Saved entries:
'''

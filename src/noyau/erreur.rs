// src/noyau/erreur.rs
//
// Erreurs d’évaluation (seul l’évaluateur en lève).
// Le tokenizer et la conversion RPN n’échouent jamais : une entrée mal formée
// se manifeste ici (InsufficientOperands / InvalidExpression).

use thiserror::Error;

#[derive(Error, Clone, Debug, PartialEq, Eq)]
pub enum ErreurEval {
    #[error("opérandes insuffisants")]
    InsufficientOperands,

    #[error("division par zéro")]
    DivisionByZero,

    #[error("log d’un nombre négatif ou nul")]
    NonPositiveLog,

    #[error("racine carrée d’un nombre négatif")]
    NegativeSqrt,

    #[error("argument hors de [-1, 1]")]
    OutOfRange,

    #[error("tan indéfinie (90° + k·180°)")]
    TanUndefined,

    #[error("factorielle : entier positif ou nul attendu")]
    FactorialDomain,

    #[error("opérateur inconnu: '{0}'")]
    UnknownOperator(String),

    #[error("fonction inconnue: '{0}'")]
    UnknownFunction(String),

    #[error("nombre invalide: '{0}'")]
    InvalidNumber(String),

    #[error("expression invalide")]
    InvalidExpression,
}
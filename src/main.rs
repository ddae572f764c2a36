// src/main.rs
//
// Calculatrice scientifique — point d’entrée NATIF + WEB (WASM)
// -------------------------------------------------------------
// But:
// - NATIF (Linux/Windows/macOS) : journal tracing + réglages TOML + eframe::run_native
// - WEB  (wasm32)              : eframe::WebRunner + WebOptions + <canvas>, réglages par défaut
//
// Côté WEB (WASM) : index.html doit contenir un canvas :
//   <canvas id="the_canvas_id"></canvas>

#![cfg_attr(target_arch = "wasm32", allow(unused_imports))]

use eframe::egui;

mod app;
mod noyau;

use app::{AppCalc, Reglages};

/// Titre unique (natif + web).
const TITRE_APP: &str = "Calculatrice scientifique";

/* ------------------------ Journal (natif) ------------------------ */

/// RUST_LOG prioritaire ; sinon le filtre des réglages.
#[cfg(not(target_arch = "wasm32"))]
fn installer_journal(filtre_defaut: &str) {
    use tracing_subscriber::EnvFilter;

    let filtre = EnvFilter::try_from_default_env()
        .or_else(|_| EnvFilter::try_new(filtre_defaut))
        .unwrap_or_else(|_| EnvFilter::new("info"));

    // déjà installé (tests, double appel) : on garde le premier
    let _ = tracing_subscriber::fmt().with_env_filter(filtre).try_init();
}

/* ------------------------ Entrée NATIF (PC) ------------------------ */

#[cfg(not(target_arch = "wasm32"))]
fn main() -> eframe::Result<()> {
    // Le filtre du journal vient des réglages : on journalise leur lecture après coup.
    let lecture = Reglages::charger();
    let reglages = lecture.as_ref().cloned().unwrap_or_default();
    installer_journal(&reglages.journal);

    match &lecture {
        Ok(_) => tracing::debug!(chemin = ?Reglages::chemin_par_defaut(), "réglages lus"),
        Err(e) => tracing::warn!(
            erreur = %e,
            source = ?std::error::Error::source(e),
            "réglages ignorés, valeurs par défaut"
        ),
    }
    tracing::info!(decimales = reglages.decimales, shift = ?reglages.shift, "démarrage");

    let options = eframe::NativeOptions {
        viewport: egui::ViewportBuilder::default()
            .with_title(TITRE_APP)
            .with_inner_size([reglages.largeur, reglages.hauteur])
            .with_min_inner_size([280.0, 420.0]),
        ..Default::default()
    };

    eframe::run_native(
        TITRE_APP,
        options,
        Box::new(move |_cc| Ok(Box::new(AppCalc::new(reglages)))),
    )
}

/* ------------------------ Entrée WEB (WASM) ------------------------ */

#[cfg(target_arch = "wasm32")]
fn main() {
    // En wasm32, le démarrage réel passe par `start()` (wasm_bindgen).
}

#[cfg(target_arch = "wasm32")]
mod web {
    use super::{AppCalc, TITRE_APP};

    use wasm_bindgen::JsCast;
    use web_sys::{window, HtmlCanvasElement};

    /// ID du canvas attendu dans index.html.
    const CANVAS_ID: &str = "the_canvas_id";

    /// Point d’entrée automatique au chargement de la page.
    #[wasm_bindgen::prelude::wasm_bindgen(start)]
    pub async fn start() -> Result<(), wasm_bindgen::JsValue> {
        let w = window().ok_or_else(|| js_err("window() indisponible"))?;
        let d = w
            .document()
            .ok_or_else(|| js_err("document() indisponible"))?;

        d.set_title(TITRE_APP);

        let el = d
            .get_element_by_id(CANVAS_ID)
            .ok_or_else(|| js_err("canvas introuvable (id incorrect dans index.html)"))?;

        let canvas: HtmlCanvasElement = el
            .dyn_into::<HtmlCanvasElement>()
            .map_err(|_| js_err("l’élément trouvé n’est pas un <canvas>"))?;

        let web_options = eframe::WebOptions::default();

        eframe::WebRunner::new()
            .start(
                canvas,
                web_options,
                Box::new(|_cc| Ok(Box::<AppCalc>::default())),
            )
            .await
    }

    fn js_err(msg: &str) -> wasm_bindgen::JsValue {
        wasm_bindgen::JsValue::from_str(msg)
    }
}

'''

_Task brief_
Your task is to transcribe exactly the lines from the one with "let w = window().ok_or_else(||" through the end of the data, both included, and nothing besides.

_Result_
        let w = window().ok_or_else(|| js_err("window() indisponible"))?;
        let d = w
            .document()
            .ok_or_else(|| js_err("document() indisponible"))?;

        d.set_title(TITRE_APP);

        let el = d
            .get_element_by_id(CANVAS_ID)
            .ok_or_else(|| js_err("canvas introuvable (id incorrect dans index.html)"))?;

        let canvas: HtmlCanvasElement = el
            .dyn_into::<HtmlCanvasElement>()
            .map_err(|_| js_err("l’élément trouvé n’est pas un <canvas>"))?;

        let web_options = eframe::WebOptions::default();

        eframe::WebRunner::new()
            .start(
                canvas,
                web_options,
                Box::new(|_cc| Ok(Box::<AppCalc>::default())),
            )
            .await
    }

    fn js_err(msg: &str) -> wasm_bindgen::JsValue {
        wasm_bindgen::JsValue::from_str(msg)
    }
}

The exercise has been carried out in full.